The Company’s portfolio of investments is comprised solely of U.S. government securities, within the meaning set forth in Section 2(a)(16) of the Investment Company Act, with a maturity of 185 days or less, or investments in money market funds that invest in U.S. government securities, or a combination thereof. The Company’s investments held in the Trust Account are classified as trading securities. Trading securities are presented on the balance sheet at fair value at the end of each reporting period. Gains and losses resulting from the change in fair value of these securities is included in net gain on investments held in Trust Account in the accompanying statement of operations.

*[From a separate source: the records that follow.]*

use alloc::collections::BTreeMap;

use exvm_interpreter::{
	ExitError, RuntimeBackend, RuntimeBaseBackend, RuntimeEnvironment, Scope,
};
use primitive_types::U256;

/// Writes buffered by an [OverlayedBackend].
#[derive(Clone, Debug, Default, Eq, PartialEq)]
pub struct OverlayedChangeSet {
	/// Every `(scope, key)` written, with its last value.
	pub storages: BTreeMap<(Scope, U256), U256>,
}

impl OverlayedChangeSet {
	/// Whether nothing was written.
	#[must_use]
	pub fn is_empty(&self) -> bool {
		self.storages.is_empty()
	}

	/// Number of distinct entries written.
	#[must_use]
	pub fn len(&self) -> usize {
		self.storages.len()
	}
}

/// Read-through write buffer over a base backend.
pub struct OverlayedBackend<B> {
	backend: B,
	substate: Substate,
}

impl<B> OverlayedBackend<B> {
	pub fn new(backend: B) -> Self {
		Self {
			backend,
			substate: Substate::default(),
		}
	}

	pub fn deconstruct(self) -> (B, OverlayedChangeSet) {
		(
			self.backend,
			OverlayedChangeSet {
				storages: self.substate.storages,
			},
		)
	}
}

impl<B: RuntimeEnvironment> RuntimeEnvironment for OverlayedBackend<B> {
	fn block_number(&self) -> U256 {
		self.backend.block_number()
	}

	fn block_timestamp(&self) -> U256 {
		self.backend.block_timestamp()
	}
}

impl<B: RuntimeBaseBackend> RuntimeBaseBackend for OverlayedBackend<B> {
	fn storage(&self, scope: Scope, key: U256) -> U256 {
		if let Some(value) = self.substate.known_storage(scope, key) {
			value
		} else {
			self.backend.storage(scope, key)
		}
	}
}

impl<B: RuntimeBaseBackend> RuntimeBackend for OverlayedBackend<B> {
	fn set_storage(&mut self, scope: Scope, key: U256, value: U256) -> Result<(), ExitError> {
		self.substate.storages.insert((scope, key), value);
		Ok(())
	}
}

#[derive(Default)]
struct Substate {
	storages: BTreeMap<(Scope, U256), U256>,
}

impl Substate {
	pub fn known_storage(&self, scope: Scope, key: U256) -> Option<U256> {
		self.storages.get(&(scope, key)).copied()
	}
}
//! Sentinel-delimited lists in evaluation output.
//!
//! A source emits several variable-length lists of fixed-width records by
//! pushing, for each list kind from last to first, the sentinel followed by
//! its records in reverse order with fields pushed last-field first. Reading
//! from the top of the stack then yields every list in order, each record's
//! fields in order, each list closed by the sentinel.

use alloc::{vec, vec::Vec};
use core::fmt;

use primitive_types::U256;
use sha3::{Digest, Keccak256};

/// One decoded list: records of equal width.
pub type List = Vec<Vec<U256>>;

/// `keccak256("exvm.sentinel")` with the top bit set.
#[must_use]
pub fn sentinel() -> U256 {
	let hash = Keccak256::digest(b"exvm.sentinel");
	U256::from_big_endian(hash.as_slice()) | (U256::one() << 255)
}

/// Sentinel decoding or encoding error.
#[derive(Clone, Debug, Eq, PartialEq)]
pub enum SentinelError {
	/// Values ran out before the list's sentinel.
	Unterminated {
		/// List index.
		list: usize,
	},
	/// Values ran out inside a record.
	TruncatedRecord {
		/// List index.
		list: usize,
		/// Record index within the list.
		record: usize,
	},
	/// A record field other than the first holds the sentinel.
	SentinelInRecord {
		/// List index.
		list: usize,
		/// Record index within the list.
		record: usize,
	},
	/// A record width of zero.
	ZeroWidth {
		/// List index.
		list: usize,
	},
	/// A record to encode has the wrong number of fields.
	WidthMismatch {
		/// List index.
		list: usize,
		/// Record index within the list.
		record: usize,
	},
}

#[cfg(feature = "std")]
impl std::error::Error for SentinelError {}

impl fmt::Display for SentinelError {
	fn fmt(&self, f: &mut fmt::Formatter<'_>) -> fmt::Result {
		match self {
			Self::Unterminated { list } => write!(f, "list {} is not terminated", list),
			Self::TruncatedRecord { list, record } => {
				write!(f, "record {} of list {} is truncated", record, list)
			}
			Self::SentinelInRecord { list, record } => {
				write!(f, "record {} of list {} holds the sentinel", record, list)
			}
			Self::ZeroWidth { list } => write!(f, "list {} has zero record width", list),
			Self::WidthMismatch { list, record } => {
				write!(f, "record {} of list {} has the wrong width", record, list)
			}
		}
	}
}

/// Decode one list per entry of `widths` from `output`, given bottom first.
/// Values below the last sentinel consumed are ignored.
pub fn decode_lists(output: &[U256], widths: &[usize]) -> Result<Vec<List>, SentinelError> {
	let sentinel = sentinel();
	let mut cursor = output.len();
	let mut lists = Vec::with_capacity(widths.len());

	for (list, width) in widths.iter().copied().enumerate() {
		if width == 0 {
			return Err(SentinelError::ZeroWidth { list });
		}

		let mut records = Vec::new();
		loop {
			if cursor == 0 {
				return Err(SentinelError::Unterminated { list });
			}
			if output[cursor - 1] == sentinel {
				cursor -= 1;
				break;
			}

			let record = records.len();
			if cursor < width {
				return Err(SentinelError::TruncatedRecord { list, record });
			}
			let fields: Vec<U256> = output[cursor - width..cursor].iter().rev().copied().collect();
			if fields[1..].contains(&sentinel) {
				return Err(SentinelError::SentinelInRecord { list, record });
			}
			records.push(fields);
			cursor -= width;
		}
		lists.push(records);
	}

	Ok(lists)
}

/// Stack image, bottom first, that decodes to `lists` with `widths`.
pub fn encode_lists(lists: &[List], widths: &[usize]) -> Result<Vec<U256>, SentinelError> {
	let sentinel = sentinel();
	let mut image = vec![];

	for (list, records) in lists.iter().enumerate().rev() {
		let width = widths.get(list).copied().unwrap_or(0);
		if width == 0 {
			return Err(SentinelError::ZeroWidth { list });
		}

		image.push(sentinel);
		for (record, fields) in records.iter().enumerate().rev() {
			if fields.len() != width {
				return Err(SentinelError::WidthMismatch { list, record });
			}
			if fields.contains(&sentinel) {
				return Err(SentinelError::SentinelInRecord { list, record });
			}
			image.extend(fields.iter().rev().copied());
		}
	}

	Ok(image)
}
use std::collections::BTreeSet;
use std::path::Path;

use geo::{Coord, Geometry, LineString, MultiPolygon, Point, Polygon};
use serde::Deserialize;
use serde_json::{Map, Value};
use tracing::{debug, info};

use crate::error::{Error, Result};
use crate::features::GeometryError;
use crate::record::{
    CHANGE_TYPE, Corpus, DATE_PREFIX, EPOCHS, GEOGRAPHY_TYPE, IMAGERY_FEATURES, IMAGERY_PREFIX,
    Record, STATUS_PREFIX, URBAN_TYPE,
};

#[derive(Deserialize)]
struct FeatureCollection {
    #[serde(rename = "type")]
    kind: String,
    features: Vec<Feature>,
}

#[derive(Deserialize)]
struct Feature {
    #[serde(default)]
    properties: Option<Map<String, Value>>,
    #[serde(default)]
    geometry: Option<RawGeometry>,
}

#[derive(Deserialize)]
struct RawGeometry {
    #[serde(rename = "type")]
    kind: String,
    #[serde(default)]
    coordinates: Value,
}

/// The five epoch-indexed columns sharing a prefix, in chronological order.
#[derive(Clone, Debug, PartialEq, Eq)]
pub struct EpochColumns {
    columns: [String; EPOCHS],
}

impl EpochColumns {
    /// Selects every key starting with `prefix`. Each must end in an integer epoch index;
    /// indices are ordered numerically and must be exactly [`EPOCHS`] contiguous values.
    pub fn resolve<'a, I>(prefix: &str, keys: I) -> Result<Self>
    where
        I: IntoIterator<Item = &'a str>,
    {
        let mut indexed = Vec::new();
        for key in keys.into_iter().filter(|k| k.starts_with(prefix)) {
            let index = trailing_index(key).ok_or_else(|| {
                Error::schema(key, format!("`{prefix}` column does not end in an epoch index"))
            })?;
            indexed.push((index, key.to_string()));
        }
        indexed.sort();

        if indexed.len() != EPOCHS {
            return Err(Error::schema(
                prefix,
                format!("expected {EPOCHS} epoch columns, found {}", indexed.len()),
            ));
        }
        for pair in indexed.windows(2) {
            if pair[1].0 != pair[0].0 + 1 {
                return Err(Error::schema(
                    pair[1].1.as_str(),
                    format!("epoch index {} does not follow {}", pair[1].0, pair[0].0),
                ));
            }
        }

        Ok(Self {
            columns: std::array::from_fn(|e| indexed[e].1.clone()),
        })
    }

    pub fn columns(&self) -> &[String; EPOCHS] {
        &self.columns
    }
}

fn trailing_index(key: &str) -> Option<usize> {
    let stem = key.trim_end_matches(|c: char| c.is_ascii_digit());
    key[stem.len()..].parse().ok()
}

/// Reads a GeoJSON `FeatureCollection` from `path`. See [`parse_corpus`].
pub fn read_corpus(path: impl AsRef<Path>, imagery: Option<&[String]>) -> Result<Corpus> {
    let path = path.as_ref();
    let text = std::fs::read_to_string(path)?;
    let corpus = parse_corpus(&text, imagery)?;
    info!(path = %path.display(), records = corpus.len(), "loaded corpus");
    Ok(corpus)
}

/// Parses a GeoJSON `FeatureCollection` into a [`Corpus`].
///
/// With `imagery` set (inference), those columns are read in that order. Without it
/// (training), every `img_*` property is used, sorted by name.
pub fn parse_corpus(text: &str, imagery: Option<&[String]>) -> Result<Corpus> {
    let collection: FeatureCollection = serde_json::from_str(text)?;
    if collection.kind != "FeatureCollection" {
        return Err(Error::schema(
            "type",
            format!("expected a FeatureCollection, found `{}`", collection.kind),
        ));
    }

    let empty = Map::new();
    let keys: BTreeSet<&str> = collection
        .features
        .iter()
        .flat_map(|f| f.properties.as_ref().unwrap_or(&empty).keys())
        .map(String::as_str)
        .collect();

    let status = EpochColumns::resolve(STATUS_PREFIX, keys.iter().copied())?;
    let dates = EpochColumns::resolve(DATE_PREFIX, keys.iter().copied())?;
    let imagery_columns = match imagery {
        Some(columns) => {
            if let Some(missing) = columns.iter().find(|c| !keys.contains(c.as_str())) {
                return Err(Error::schema(
                    missing.as_str(),
                    "imagery column is absent from the corpus",
                ));
            }
            columns.to_vec()
        }
        None => {
            let columns: Vec<String> = keys
                .iter()
                .filter(|k| k.starts_with(IMAGERY_PREFIX))
                .map(|k| k.to_string())
                .collect();
            if columns.len() != IMAGERY_FEATURES {
                return Err(Error::schema(
                    IMAGERY_PREFIX,
                    format!("expected {IMAGERY_FEATURES} imagery columns, found {}", columns.len()),
                ));
            }
            columns
        }
    };
    debug!(status = ?status.columns(), dates = ?dates.columns(), "resolved epoch columns");

    let records = collection
        .features
        .iter()
        .enumerate()
        .map(|(index, feature)| {
            let properties = feature.properties.as_ref().unwrap_or(&empty);
            let geometry = feature
                .geometry
                .as_ref()
                .map(convert_geometry)
                .transpose()
                .map_err(|source| Error::Geometry {
                    record: index,
                    source,
                })?;
            let imagery = imagery_columns
                .iter()
                .map(|column| imagery_value(index, column, properties.get(column)))
                .collect::<Result<Vec<_>>>()?;

            Ok(Record {
                change_type: text_property(properties, CHANGE_TYPE),
                urban_type: text_property(properties, URBAN_TYPE),
                geography_type: text_property(properties, GEOGRAPHY_TYPE),
                change_status: std::array::from_fn(|e| {
                    text_property(properties, &status.columns()[e])
                }),
                dates: std::array::from_fn(|e| text_property(properties, &dates.columns()[e])),
                imagery,
                geometry,
            })
        })
        .collect::<Result<Vec<_>>>()?;

    Ok(Corpus::new(imagery_columns, records))
}

fn text_property(properties: &Map<String, Value>, key: &str) -> Option<String> {
    match properties.get(key) {
        Some(Value::String(s)) => Some(s.clone()),
        _ => None,
    }
}

fn imagery_value(record: usize, column: &str, value: Option<&Value>) -> Result<f64> {
    match value {
        None | Some(Value::Null) => Ok(f64::NAN),
        Some(Value::Number(n)) => n
            .as_f64()
            .ok_or_else(|| Error::encoding(record, column, "number is not representable as f64")),
        Some(other) => Err(Error::encoding(
            record,
            column,
            format!("expected a number, found {other}"),
        )),
    }
}

fn convert_geometry(raw: &RawGeometry) -> std::result::Result<Geometry<f64>, GeometryError> {
    let c = &raw.coordinates;
    match raw.kind.as_str() {
        "Point" => Ok(Geometry::Point(Point::from(coord(c)?))),
        "LineString" => Ok(Geometry::LineString(line_string(c)?)),
        "Polygon" => Ok(Geometry::Polygon(polygon(c)?)),
        "MultiPolygon" => Ok(Geometry::MultiPolygon(MultiPolygon::new(
            array(c)?.iter().map(polygon).collect::<std::result::Result<_, _>>()?,
        ))),
        other => Err(GeometryError::Unsupported(other.to_string())),
    }
}

fn array(value: &Value) -> std::result::Result<&Vec<Value>, GeometryError> {
    value
        .as_array()
        .ok_or_else(|| GeometryError::Malformed(format!("expected an array, found {value}")))
}

fn coord(value: &Value) -> std::result::Result<Coord<f64>, GeometryError> {
    let position = array(value)?;
    match position.as_slice() {
        [x, y, ..] => match (x.as_f64(), y.as_f64()) {
            (Some(x), Some(y)) => Ok(Coord { x, y }),
            _ => Err(GeometryError::Malformed(format!("non-numeric position {value}"))),
        },
        _ => Err(GeometryError::Malformed(format!(
            "position needs 2 values, found {}",
            position.len()
        ))),
    }
}

fn line_string(value: &Value) -> std::result::Result<LineString<f64>, GeometryError> {
    array(value)?
        .iter()
        .map(coord)
        .collect::<std::result::Result<Vec<_>, _>>()
        .map(LineString::new)
}

fn polygon(value: &Value) -> std::result::Result<Polygon<f64>, GeometryError> {
    let mut rings = array(value)?
        .iter()
        .map(line_string)
        .collect::<std::result::Result<Vec<_>, _>>()?;
    if rings.is_empty() {
        return Err(GeometryError::Malformed("polygon has no rings".to_string()));
    }
    let exterior = rings.remove(0);
    Ok(Polygon::new(exterior, rings))
}

#[cfg(test)]
mod tests {
    use super::*;
    use serde_json::json;

    fn feature(change_type: Option<&str>, geometry: Value) -> Value {
        let mut properties = json!({
            "urban_type": "Sparse Urban,N,A",
            "geography_type": "Farms",
        });
        let map = properties.as_object_mut().unwrap();
        if let Some(label) = change_type {
            map.insert(CHANGE_TYPE.into(), json!(label));
        }
        for e in 0..EPOCHS {
            map.insert(format!("change_status_date{e}"), json!("Construction Started"));
            map.insert(format!("date{e}"), json!(format!("0{}-01-2020", e + 1)));
        }
        for i in 0..IMAGERY_FEATURES {
            map.insert(format!("img_{i:02}"), json!(i as f64 / 10.0));
        }
        json!({ "type": "Feature", "properties": properties, "geometry": geometry })
    }

    fn square() -> Value {
        json!({
            "type": "Polygon",
            "coordinates": [[[0.0, 0.0], [0.001, 0.0], [0.001, 0.001], [0.0, 0.001], [0.0, 0.0]]]
        })
    }

    fn collection(features: Vec<Value>) -> String {
        json!({ "type": "FeatureCollection", "features": features }).to_string()
    }

    #[test]
    fn epoch_columns_sort_numerically() {
        let keys = ["date10", "date8", "date12", "date9", "date11", "urban_type"];
        let columns = EpochColumns::resolve("date", keys).unwrap();
        assert_eq!(columns.columns(), &["date8", "date9", "date10", "date11", "date12"]);
    }

    #[test]
    fn epoch_columns_must_be_five_contiguous_indices() {
        let gap = ["date0", "date1", "date2", "date3", "date5"];
        assert!(matches!(EpochColumns::resolve("date", gap), Err(Error::Schema { .. })));

        let short = ["date0", "date1", "date2", "date3"];
        assert!(matches!(EpochColumns::resolve("date", short), Err(Error::Schema { .. })));

        let unindexed = ["date0", "date1", "date2", "date3", "date4", "date_final"];
        let err = EpochColumns::resolve("date", unindexed).unwrap_err();
        assert!(err.to_string().contains("date_final"));
    }

    #[test]
    fn parses_properties_and_geometry() {
        let text = collection(vec![feature(Some("Road"), square()), feature(None, Value::Null)]);
        let corpus = parse_corpus(&text, None).unwrap();

        assert_eq!(corpus.len(), 2);
        assert_eq!(corpus.imagery_columns[0], "img_00");
        let first = &corpus.records[0];
        assert_eq!(first.change_type.as_deref(), Some("Road"));
        assert_eq!(first.urban_type.as_deref(), Some("Sparse Urban,N,A"));
        assert_eq!(first.dates[4].as_deref(), Some("05-01-2020"));
        assert_eq!(first.imagery.len(), IMAGERY_FEATURES);
        assert!(matches!(first.geometry, Some(Geometry::Polygon(_))));
        assert_eq!(corpus.records[1].change_type, None);
        assert_eq!(corpus.records[1].geometry, None);
    }

    #[test]
    fn inference_reuses_training_imagery_order() {
        let text = collection(vec![feature(None, square())]);
        let mut columns = crate::record::default_imagery_columns();
        columns.reverse();
        let corpus = parse_corpus(&text, Some(&columns)).unwrap();
        assert_eq!(corpus.records[0].imagery[0], 2.9);

        columns[0] = "img_missing".to_string();
        assert!(matches!(parse_corpus(&text, Some(&columns)), Err(Error::Schema { .. })));
    }

    #[test]
    fn null_imagery_becomes_nan_and_text_is_rejected() {
        let mut with_null = feature(None, square());
        with_null["properties"]["img_03"] = Value::Null;
        let corpus = parse_corpus(&collection(vec![with_null]), None).unwrap();
        assert!(corpus.records[0].imagery[3].is_nan());

        let mut with_text = feature(None, square());
        with_text["properties"]["img_03"] = json!("bright");
        let err = parse_corpus(&collection(vec![feature(None, square()), with_text]), None)
            .unwrap_err();
        assert!(matches!(err, Error::Encoding { record: 1, .. }));
    }

    #[test]
    fn unsupported_geometry_reports_record() {
        let multi_point = json!({ "type": "MultiPoint", "coordinates": [[0.0, 0.0]] });
        let text = collection(vec![feature(None, square()), feature(None, multi_point)]);
        let err = parse_corpus(&text, None).unwrap_err();
        assert!(matches!(
            err,
            Error::Geometry {
                record: 1,
                source: GeometryError::Unsupported(_)
            }
        ));

        let broken = json!({ "type": "Polygon", "coordinates": [[[0.0], [1.0, 1.0]]] });
        let err = parse_corpus(&collection(vec![feature(None, broken)]), None).unwrap_err();
        assert!(matches!(
            err,
            Error::Geometry {
                record: 0,
                source: GeometryError::Malformed(_)
            }
        ));
    }

    #[test]
    fn multipolygon_is_converted() {
        let multi = json!({
            "type": "MultiPolygon",
            "coordinates": [[[[0.0, 0.0], [1.0, 0.0], [1.0, 1.0], [0.0, 0.0]]]]
        });
        let corpus = parse_corpus(&collection(vec![feature(None, multi)]), None).unwrap();
        match &corpus.records[0].geometry {
            Some(Geometry::MultiPolygon(m)) => assert_eq!(m.0.len(), 1),
            other => panic!("unexpected geometry {other:?}"),
        }
    }

    #[test]
    fn rejects_other_documents() {
        let text = json!({ "type": "Feature", "features": [] }).to_string();
        assert!(matches!(parse_corpus(&text, None), Err(Error::Schema { .. })));
        assert!(matches!(parse_corpus("not json", None), Err(Error::Json(_))));
    }
}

The estimated fair values of investments held in the Trust Account are determined using available market information, other than for investments in open-ended money market funds with published daily net asset values (“NAV”), in which case the Company uses NAV as a practical expedient to fair value. The NAV on these investments is typically held constant at $1.00 per unit.

 

Fair Value of Financial Instruments

 

Fair value measurements are based on the premise that fair value is an exit price representing the amount that would be received to sell an asset or paid to transfer a liability in an orderly transaction between market participants. As such, fair value is a market-based measurement that should be determined based on assumptions that market participants would use in pricing an asset or liability. As a basis for considering such assumptions, the following three-tier fair value hierarchy has been used in determining the inputs used in measuring fair value:

 

Level 1     Quoted prices in active markets for identical assets or liabilities on the reporting date.
     
Level 2     Pricing inputs are based on quoted prices for similar instruments in active markets, quoted prices for identical or similar instruments in markets that are not active and model-based valuation techniques for which all significant assumptions are observable in the market or can be corroborated by observable market data for substantially the full term of the assets or liabilities.
     
Level 3     Pricing inputs are generally unobservable and include situations where there is little, if any, market activity for the investment. The inputs into the determination of fair value require management’s judgment or estimation of assumptions that market participants would use in pricing the assets or liabilities. The fair values are therefore determined using factors that involve considerable judgment and interpretations, including, but not limited to, private and public comparable, third-party appraisals, discounted cash flow models, and fund manager estimates.

 

As of September 30, 2021, the recorded values of cash and investments held in the Trust Account, prepaid expenses, accounts payable, accrued expenses and accrued expenses – related party approximate the fair values due to the short-term nature of the instruments.

 

Class A Common Stock Subject to Possible Redemption

 

Class A common stock subject to mandatory redemption (if any) are classified as liability instruments and are measured at fair value. Conditionally redeemable Class A common stock (including Class A common stock that feature redemption rights that are either within the control of the holder or subject to redemption upon the occurrence of uncertain events not solely within the Company’s control) are classified as temporary equity. At all other times, Class A common stock is classified as stockholders’ equity. Our Class A common stock features certain redemption rights that are considered to be outside of our control and subject to the occurrence of uncertain future events. Accordingly, at September 30, 2021 and March 31, 2021, 38,500,000 shares of Class A common stock subject to possible redemption are presented as temporary equity, outside of the stockholders’ equity section of the Company’s balance sheet.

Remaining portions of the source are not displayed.